Moreover, predictive analytics supports students with personalized career counseling. A comprehensive analysis of a student’s progress will help educators to predict the area where a person is likely to succeed. As a result, a student gets an industry to focus on and can concentrate efforts to reach his or her goals in this area.
However, the role of big data in student success is not limited to academic performance. It covers almost all areas of student life, including classroom climate, participation in community life, culture, extracurriculars, and employment. All these factors influence student success to some extent. For example, some students may experience financial difficulties when others may struggle because of communication issues. If an institution does not take measures to help these learners, the issues are likely to take a toll on their success.

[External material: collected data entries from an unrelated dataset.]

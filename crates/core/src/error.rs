//! Error taxonomy shared by every platform and the validation layer.
//!
//! Every failure reaches the tool dispatcher as one of these variants. None
//! are fatal and none are retried: the operations are deterministic, so a
//! retry would produce the same answer.

use serde::{Deserialize, Serialize};
use thiserror::Error;

use crate::types::BehaviorTag;

/// Errors surfaced by order operations.
#[derive(Debug, Clone, PartialEq, Eq, Error)]
pub enum SupportError {
    /// A required argument is missing or malformed.
    #[error("Invalid argument: {0}")]
    InvalidArgument(String),

    /// The platform has no such order.
    #[error("Order {order_id} was not found")]
    NotFound {
        /// The requested order.
        order_id: String,
    },

    /// The caller is not the owner of the order.
    #[error("Order {order_id} does not belong to customer {customer_id}")]
    OwnershipMismatch {
        /// The requested order.
        order_id: String,
        /// The customer that asked.
        customer_id: String,
    },

    /// The order's state forbids cancellation.
    #[error("Order {order_id} cannot be cancelled because it is {}", .status.label())]
    NotCancellable {
        /// The requested order.
        order_id: String,
        /// Its current state.
        status: BehaviorTag,
    },

    /// The order's state forbids returns.
    #[error("Order {order_id} cannot be returned because it is {}", .status.label())]
    NotReturnable {
        /// The requested order.
        order_id: String,
        /// Its current state.
        status: BehaviorTag,
    },

    /// The order has no tracking yet.
    #[error("Order {order_id} has no tracking information yet because it is {}", .status.label())]
    NotTracked {
        /// The requested order.
        order_id: String,
        /// Its current state.
        status: BehaviorTag,
    },

    /// Requested return items are not on the order.
    #[error("Order {order_id} has no item(s): {}", .item_ids.join(", "))]
    UnknownItem {
        /// The requested order.
        order_id: String,
        /// The offending item ids.
        item_ids: Vec<String>,
    },

    /// A remote platform failed to answer.
    #[error("Commerce backend error: {0}")]
    Backend(String),
}

impl SupportError {
    /// Stable machine-readable code for this error.
    #[must_use]
    pub const fn error_code(&self) -> &'static str {
        match self {
            Self::InvalidArgument(_) => "invalid_argument",
            Self::NotFound { .. } => "order_not_found",
            Self::OwnershipMismatch { .. } => "ownership_mismatch",
            Self::NotCancellable { .. } => "not_cancellable",
            Self::NotReturnable { .. } => "not_returnable",
            Self::NotTracked { .. } => "not_tracked",
            Self::UnknownItem { .. } => "unknown_item",
            Self::Backend(_) => "backend_error",
        }
    }

    /// Shorthand for [`SupportError::InvalidArgument`].
    pub fn invalid(message: impl Into<String>) -> Self {
        Self::InvalidArgument(message.into())
    }

    /// Structured form for the tool result.
    #[must_use]
    pub fn to_object(&self) -> ErrorObject {
        ErrorObject {
            error_code: self.error_code().to_string(),
            message: self.to_string(),
        }
    }
}

/// Serializable error envelope: a stable code plus a readable message.
#[derive(Debug, Clone, PartialEq, Eq, Serialize, Deserialize)]
pub struct ErrorObject {
    pub error_code: String,
    pub message: String,
}

impl From<&SupportError> for ErrorObject {
    fn from(err: &SupportError) -> Self {
        err.to_object()
    }
}

#[cfg(test)]
mod tests {
    use super::*;

    #[test]
    fn test_messages_name_current_status() {
        let err = SupportError::NotCancellable {
            order_id: "ORD-1002-S".to_string(),
            status: BehaviorTag::Shipped,
        };
        assert_eq!(
            err.to_string(),
            "Order ORD-1002-S cannot be cancelled because it is Shipped"
        );

        let err = SupportError::NotTracked {
            order_id: "ORD-1005-R".to_string(),
            status: BehaviorTag::ReadyForPickup,
        };
        assert!(err.to_string().contains("Ready for Pickup"));
    }

    #[test]
    fn test_unknown_item_lists_offenders() {
        let err = SupportError::UnknownItem {
            order_id: "ORD-1-D".to_string(),
            item_ids: vec!["A".to_string(), "B".to_string()],
        };
        assert_eq!(err.to_string(), "Order ORD-1-D has no item(s): A, B");
    }

    #[test]
    fn test_error_codes_are_distinct() {
        let errors = [
            SupportError::invalid("x"),
            SupportError::NotFound {
                order_id: String::new(),
            },
            SupportError::OwnershipMismatch {
                order_id: String::new(),
                customer_id: String::new(),
            },
            SupportError::NotCancellable {
                order_id: String::new(),
                status: BehaviorTag::Shipped,
            },
            SupportError::NotReturnable {
                order_id: String::new(),
                status: BehaviorTag::Shipped,
            },
            SupportError::NotTracked {
                order_id: String::new(),
                status: BehaviorTag::Pending,
            },
            SupportError::UnknownItem {
                order_id: String::new(),
                item_ids: vec![],
            },
            SupportError::Backend(String::new()),
        ];

        let mut codes: Vec<_> = errors.iter().map(SupportError::error_code).collect();
        codes.sort_unstable();
        codes.dedup();
        assert_eq!(codes.len(), errors.len());
    }

    #[test]
    fn test_error_object() {
        let obj = SupportError::NotFound {
            order_id: "ORD-9999-E".to_string(),
        }
        .to_object();
        assert_eq!(obj.error_code, "order_not_found");
        assert_eq!(obj.message, "Order ORD-9999-E was not found");
    }
}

Early detection of students who are at risk of underperforming allows the staff of an institution to develop and implement interventions to deal with problem areas. Reaching out to students and offering them a helping hand is crucial. It saves them from being isolated and gives students motivation to continue their studies.
Predictive analytics allows educators to build a supportive environment for student performance. This process should be based on the combination of institutional vision and goals with reliable predictive models. This way, teachers and administrators have everything they need to prepare timely interventions aimed to enhance student outcomes.
The use of predictive analytics and big data in higher education is still a new trend, even though it grows rapidly. Therefore, there are still no exhaustive recommendations on its application. The only universal rule is to empower the process with ethics and security measures.
This is a long journey that is yet to be completely explored. Nowadays, we have already witnessed the potential of predictive analytics in decision-making and learner support. It promises to be effective in driving student success with the right approach and willingness to make a change.